Chinawood dreams: China’s Hollywood forays are driven by a quest for global influence

A futuristic city is soaring up on China’s coastline, with skyscrapers, landscaped parks, grand boulevards – and even an artificial island reclaimed from the Yellow Sea.

From a rocky hill, a white sign in Chinese commands the view: “Movie Metropolis of the East” – just like the Hollywood sign.

The $8.2 billion Oriental Movie Metropolis in Qingdao will be the world’s biggest movie studio when it is completed in 2018. Wang Jianlin – the tycoon whose Wanda Group is building the complex – makes no secret of his purpose on the venture’s website: “To build a Chinese Hollywood.”

As China builds state-of-the-art movie facilities at home, it has been on a Hollywood shopping spree abroad, with players such as Wanda, Alibaba and Tencent snapping up studios, investing in production companies, creating global distribution chains and bankrolling blockbusters. The dealmaking has stalled in the first half of 2017 – as China’s government reins in capital outflows and looks nervously at corporate debt. But the big picture is one of aggressive long-term expansion – due to the size of China’s entertainment market, the lower cost of Chinese film production (following global trends in cars and smartphones) and, particularly, China’s longing to reclaim its place as a global culture leader.

Today, the Hollywood dreams focus mainly on bringing entertainment to Chinese masses – as China is expected within a few years to overtake the US as the world’s biggest movie market. PwC projects that China’s box office revenue will reach nearly $9 billion by 2019, with a 15.5 per cent compound annual growth rate. China’s entire media and entertainment industry is currently estimated to be worth $180 billion.

Tomorrow, the dream will be to sell Chinese blockbusters to the world. China’s ambition to become Hollywood’s biggest player is part of a soft revolution in global culture that it has the deep pockets and the patience to pursue. For much of its history, China has been accustomed to being the top influencer in its region and beyond – a role it believes to be a kind of birthright. The historical view is what drives Chinese President Xi Jinping’s explicit objective to promote a “global creative industry”.

“Spreading culture abroad, it takes a long time to realize such a goal,” James Wang, CEO of Huayi Brothers Media, a major Chinese studio, told me recently. “In this regard, China needs a really good platform to find a good way to collaborate and co-produce content with international partners.”

Wang Jianlin, the dominant figure in the drive to create a Chinese Hollywood, has not had an easy 2017. Regulatory issues led to the dissolution of a vaunted $1 billion acquisition of Dick Clark Productions (behind the Golden Globes telecast), and he recently halted plans to take on Disney theme parks in China, announcing the sale of his amusement park chain. Legendary Entertainment, the Hollywood studio he bought last year for $3.5 billion, has performed questionably at the box office.
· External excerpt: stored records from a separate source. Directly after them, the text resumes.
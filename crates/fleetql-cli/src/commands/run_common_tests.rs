use fleetql_lib::Generation;

use super::catalogs::field_rows;
use super::matching::load_values;
use super::run_common::{FilterInput, InputError, Loaded, load_config, load_filter, resolve_catalog};

fn input(text: &str) -> FilterInput {
    FilterInput {
        filter_text: Some(text.to_string()),
        filter_path: None,
        entity: "target".to_string(),
        config_path: None,
        generation: None,
        now: Some(1_700_000_000_000),
        expand_macros: true,
        color: false,
    }
}

#[test]
fn inline_filter_wins() {
    assert_eq!(load_filter(Some("a==b"), None).unwrap(), "a==b");
    assert!(matches!(load_filter(None, None), Err(InputError::MissingFilter)));
}

#[test]
fn missing_filter_file() {
    let err = load_filter(None, Some("/nonexistent/filter.rsql".as_ref())).unwrap_err();
    assert!(err.to_string().starts_with("failed to read '/nonexistent/filter.rsql'"));
}

#[test]
fn generation_flag_overrides_config() {
    assert_eq!(load_config(None, None).unwrap().generation, Generation::Current);
    assert_eq!(
        load_config(None, Some(Generation::Legacy)).unwrap().generation,
        Generation::Legacy
    );
}

#[test]
fn catalog_aliases() {
    assert_eq!(resolve_catalog("devices").unwrap().entity(), "target");
    assert_eq!(resolve_catalog("DS").unwrap().entity(), "distribution_set");
    let err = resolve_catalog("printer").unwrap_err();
    assert_eq!(err.to_string(), "unknown entity type 'printer'");
}

#[test]
fn fixed_clock_expands_macros() {
    let loaded = Loaded::from_input(&input("lastcontrollerrequestat=lt=${NOW_TS}")).unwrap();
    let filter = loaded.parse().unwrap();
    assert_eq!(filter.text(), "lastcontrollerrequestat=lt=1700000000000");
}

#[test]
fn macros_can_be_disabled() {
    let mut input = input("name==${NOW_TS}");
    input.expand_macros = false;
    let loaded = Loaded::from_input(&input).unwrap();
    assert_eq!(loaded.parse().unwrap().text(), "name==${NOW_TS}");
}

#[test]
fn out_of_range_clock() {
    let mut input = input("name==a");
    input.now = Some(i64::MAX);
    assert!(matches!(
        Loaded::from_input(&input),
        Err(InputError::InvalidNow(i64::MAX))
    ));
}

#[test]
fn values_inline_or_from_file() {
    let values = load_values(r#"{"NAME": "edge-1", "TAG.name": ["a", "b"]}"#).unwrap();
    assert!(!values.is_empty());

    assert!(load_values("not json").unwrap_err().starts_with("invalid field values"));
    assert!(
        load_values("@/nonexistent/values.json")
            .unwrap_err()
            .starts_with("failed to read")
    );
}

#[test]
fn target_field_rows() {
    let catalog = resolve_catalog("target").unwrap();
    let rows = field_rows(&catalog);

    let status = rows.iter().find(|r| r.path == "UPDATESTATUS").unwrap();
    assert_eq!(status.kind, "enum");
    assert!(status.values.iter().any(|v| v == "pending"));

    let tag = rows.iter().find(|r| r.path == "TAG").unwrap();
    assert_eq!(tag.kind, "collection");
    assert_eq!(tag.default.as_deref(), Some("name"));
    assert!(rows.iter().any(|r| r.path == "TAG.name"));
    assert!(rows.iter().any(|r| r.path == "ASSIGNEDDS.version"));
}

#[test]
fn field_rows_as_json() {
    let rows = field_rows(&resolve_catalog("meta").unwrap());
    insta::assert_snapshot!(serde_json::to_string_pretty(&rows).unwrap(), @r#"
    [
      {
        "path": "KEY",
        "kind": "field",
        "type": "string"
      },
      {
        "path": "VALUE",
        "kind": "field",
        "type": "string"
      }
    ]
    "#);
}
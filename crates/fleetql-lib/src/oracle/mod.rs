//! Suggestion and validation oracle for interactive filter authoring.
//!
//! The text before the cursor is split into the partial token being typed
//! and everything before it. The parser runs in tolerant mode over the
//! latter and reports what it expected next; candidates for that expectation
//! are filtered by the partial token. The oracle never fails: malformed text
//! degrades to whatever the parser could still make sense of.


use fleetql_core::utils::{canonical_name, starts_with_ignore_case};
use fleetql_core::{FieldCatalog, FieldDescriptor};
use rowan::{TextRange, TextSize};

use crate::bind::resolve_path;
use crate::config::EngineConfig;
use crate::parser::lexer::{Token, lex, token_text};
use crate::parser::{ComparisonOp, Expectation, SyntaxKind, parse_tree};

/// Comparison operators offered after a field, in suggestion order.
pub const OPERATORS: [&str; 10] = [
    "!=", "==", "=ge=", "=gt=", "=in=", "=is=", "=le=", "=lt=", "=not=", "=out=",
];

pub const CONNECTORS: [&str; 2] = ["and", "or"];

#[derive(Debug, Clone, Copy, PartialEq, Eq, PartialOrd, Ord, Hash)]
pub enum SuggestKind {
    Field,
    SubField,
    /// `.` after a field that needs a sub-path.
    Dot,
    Operator,
    Value,
    Connector,
}

impl SuggestKind {
    pub fn as_str(self) -> &'static str {
        match self {
            SuggestKind::Field => "field",
            SuggestKind::SubField => "sub-field",
            SuggestKind::Dot => "dot",
            SuggestKind::Operator => "operator",
            SuggestKind::Value => "value",
            SuggestKind::Connector => "connector",
        }
    }
}

/// One completion candidate. Accepting it replaces `range` with `text`.
#[derive(Debug, Clone, PartialEq, Eq)]
pub struct SuggestToken {
    pub text: String,
    pub kind: SuggestKind,
    pub range: TextRange,
}

#[derive(Debug, Clone, PartialEq, Eq)]
pub struct ValidationOracleContext {
    /// Byte offset the suggestions apply to.
    pub cursor: usize,
    /// Token being typed at the cursor; empty after a delimiter or whitespace.
    pub partial: String,
    pub partial_range: TextRange,
    /// Sorted by text, without duplicates.
    pub suggestions: Vec<SuggestToken>,
    /// The full text is not a well-formed filter.
    pub syntax_error: bool,
    /// Why the full text is rejected, syntax or field error alike.
    pub error: Option<String>,
}

impl ValidationOracleContext {
    pub fn texts(&self) -> Vec<&str> {
        self.suggestions.iter().map(|s| s.text.as_str()).collect()
    }
}

/// Suggest completions at `cursor` (a byte offset; negative or past the end
/// means the end of the text).
pub fn suggest(text: &str, cursor: i64, catalog: &FieldCatalog) -> ValidationOracleContext {
    suggest_with_config(text, cursor, catalog, &EngineConfig::default())
}

pub fn suggest_with_config(
    text: &str,
    cursor: i64,
    catalog: &FieldCatalog,
    config: &EngineConfig,
) -> ValidationOracleContext {
    let cursor = clamp_cursor(text, cursor);
    let before = &text[..cursor];
    let partial_range = partial_range(before, &lex(before));
    let partial = &before[usize::from(partial_range.start())..];

    let expectation = parse_tree(&before[..usize::from(partial_range.start())], config).expectation;
    let mut suggestions = Suggestions {
        catalog,
        partial,
        range: partial_range,
        out: Vec::new(),
    };
    suggestions.for_expectation(&expectation);

    let mut suggestions = suggestions.out;
    suggestions.sort_by(|a, b| a.text.cmp(&b.text).then(a.kind.cmp(&b.kind)));
    suggestions.dedup_by(|a, b| a.text == b.text);

    let validation = crate::query::validate(text, catalog, config);
    tracing::debug!(
        cursor,
        partial,
        expectation = ?expectation,
        suggestions = suggestions.len(),
        "suggest"
    );

    ValidationOracleContext {
        cursor,
        partial: partial.to_string(),
        partial_range,
        suggestions,
        syntax_error: validation.as_ref().is_err_and(|e| e.is_syntax()),
        error: validation.err().map(|e| e.message().to_string()),
    }
}

fn clamp_cursor(text: &str, cursor: i64) -> usize {
    let mut cursor = usize::try_from(cursor)
        .ok()
        .filter(|&c| c <= text.len())
        .unwrap_or(text.len());
    while !text.is_char_boundary(cursor) {
        cursor -= 1;
    }
    cursor
}

/// Range of the token touching the end of `before`. Empty when the text ends
/// in whitespace or a delimiter.
fn partial_range(before: &str, tokens: &[Token]) -> TextRange {
    let end = TextSize::of(before);
    let empty = TextRange::empty(end);
    let Some((last, rest)) = tokens.split_last() else {
        return empty;
    };
    if last.span.end() != end {
        return empty;
    }

    match last.kind {
        SyntaxKind::Bareword | SyntaxKind::KwAnd | SyntaxKind::KwOr => {
            // `name=g` lexes as `=` garbage followed by a word.
            match rest.last() {
                Some(prev)
                    if prev.kind == SyntaxKind::Garbage && prev.span.end() == last.span.start() =>
                {
                    prev.span.cover(last.span)
                }
                _ => last.span,
            }
        }
        // A known operator is complete; values come next.
        SyntaxKind::Comparator if ComparisonOp::from_token(token_text(before, last)).is_some() => {
            empty
        }
        SyntaxKind::Garbage | SyntaxKind::Comparator => last.span,
        _ => empty,
    }
}

struct Suggestions<'a> {
    catalog: &'a FieldCatalog,
    partial: &'a str,
    range: TextRange,
    out: Vec<SuggestToken>,
}

impl Suggestions<'_> {
    fn push(&mut self, text: impl Into<String>, kind: SuggestKind, range: TextRange) {
        self.out.push(SuggestToken {
            text: text.into(),
            kind,
            range,
        });
    }

    fn for_expectation(&mut self, expectation: &Expectation) {
        match expectation {
            Expectation::Field => self.fields(),
            Expectation::Operator { .. } => self.operators(self.partial, self.range),
            Expectation::Value { field, .. } => self.values(field),
            Expectation::Connector => {
                for connector in CONNECTORS {
                    if starts_with_ignore_case(connector, self.partial) {
                        self.push(connector, SuggestKind::Connector, self.range);
                    }
                }
            }
            Expectation::Nothing => {}
        }
    }

    fn operators(&mut self, prefix: &str, range: TextRange) {
        for op in OPERATORS {
            if starts_with_ignore_case(op, prefix) {
                self.push(op, SuggestKind::Operator, range);
            }
        }
    }

    fn fields(&mut self) {
        let partial = self.partial;
        if let Some((parent, child)) = partial.rsplit_once('.') {
            return self.sub_fields(parent, child);
        }

        if let Some(field) = self.catalog.get(partial) {
            if field.usable_bare() {
                // A complete field: continue with its operator.
                let at = TextRange::empty(self.range.end());
                return self.operators("", at);
            }
            self.push(format!("{partial}."), SuggestKind::Dot, self.range);
        }

        let catalog = self.catalog;
        for name in catalog.names() {
            if starts_with_ignore_case(name, partial) {
                self.push(name, SuggestKind::Field, self.range);
            }
        }
    }

    /// Children of `parent` starting with `child`. Map keys are open, so maps
    /// suggest nothing.
    fn sub_fields(&mut self, parent: &str, child: &str) {
        let segments: Vec<String> = partial_segments(parent);
        if segments.iter().any(String::is_empty) {
            return;
        }

        let full: Vec<String> = segments.iter().cloned().chain([child.to_string()]).collect();
        if !child.is_empty() && resolve_path(self.catalog, &full).is_ok() {
            let at = TextRange::empty(self.range.end());
            return self.operators("", at);
        }

        let Some(sub) = descend(self.catalog, &segments) else {
            return;
        };
        for name in sub.names() {
            if starts_with_ignore_case(name, child) {
                self.push(format!("{parent}.{name}"), SuggestKind::SubField, self.range);
            }
        }
    }

    fn values(&mut self, field: &str) {
        let Ok(field) = resolve_path(self.catalog, &partial_segments(field)) else {
            return;
        };
        let leaf = field.leaf();
        for value in leaf.enum_values() {
            if starts_with_ignore_case(value, self.partial) {
                self.push(value.clone(), SuggestKind::Value, self.range);
            }
        }
    }
}

fn partial_segments(path: &str) -> Vec<String> {
    path.split('.').map(str::to_string).collect()
}

/// Sub-catalog reached by following `segments` through sub-entities and collections.
fn descend<'c>(catalog: &'c FieldCatalog, segments: &[String]) -> Option<&'c FieldCatalog> {
    let mut current = catalog;
    for segment in segments {
        let field: &FieldDescriptor = current.get(segment)?;
        current = field.sub_catalog()?;
    }
    tracing::trace!(path = %canonical_name(&segments.join(".")), "sub-field suggestions");
    Some(current)
}
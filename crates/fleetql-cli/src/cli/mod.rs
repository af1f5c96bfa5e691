mod args;
mod commands;
mod dispatch;


pub use commands::build_cli;
pub use dispatch::{
    AstParams, CatalogsParams, CheckParams, MatchParams, PrintParams, SqlParams, SuggestParams,
    verbosity,
};

/// `--color` setting. `Auto` colors only when both output streams are terminals.
#[derive(Clone, Copy, Debug, Default, PartialEq, Eq)]
pub enum ColorChoice {
    #[default]
    Auto,
    Always,
    Never,
}

impl ColorChoice {
    pub fn from_arg(value: Option<&str>) -> Self {
        match value {
            Some("always") => ColorChoice::Always,
            Some("never") => ColorChoice::Never,
            _ => ColorChoice::Auto,
        }
    }

    pub fn should_colorize(self) -> bool {
        use std::io::IsTerminal;

        match self {
            ColorChoice::Always => true,
            ColorChoice::Never => false,
            ColorChoice::Auto => std::io::stdout().is_terminal() && std::io::stderr().is_terminal(),
        }
    }
}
Such setbacks prompted the Los Angeles Times to cast Wang’s Hollywood ambitions as “hubris” (and Sony’s misfortunes in Hollywood, stemming from Japan’s bubble economy, may certainly be seen as a cautionary tale.) But a bad six months will hardly be a deterrent for a businessman who sees his Wanda Group as a “centennial company” based on a hundred-year-plan.

Last year ended with headlines predicting a triumphant Chinese charge into Hollywood. This year’s headlines ponder how all of those ambitions may be vanishing into smoke. But the wild swings in fortune, dictated by the immediate priorities of political and business players in both markets, do not alter the strong fundamentals: there is a compelling investor rationale for betting on Chinawood as an emerging global entertainment giant.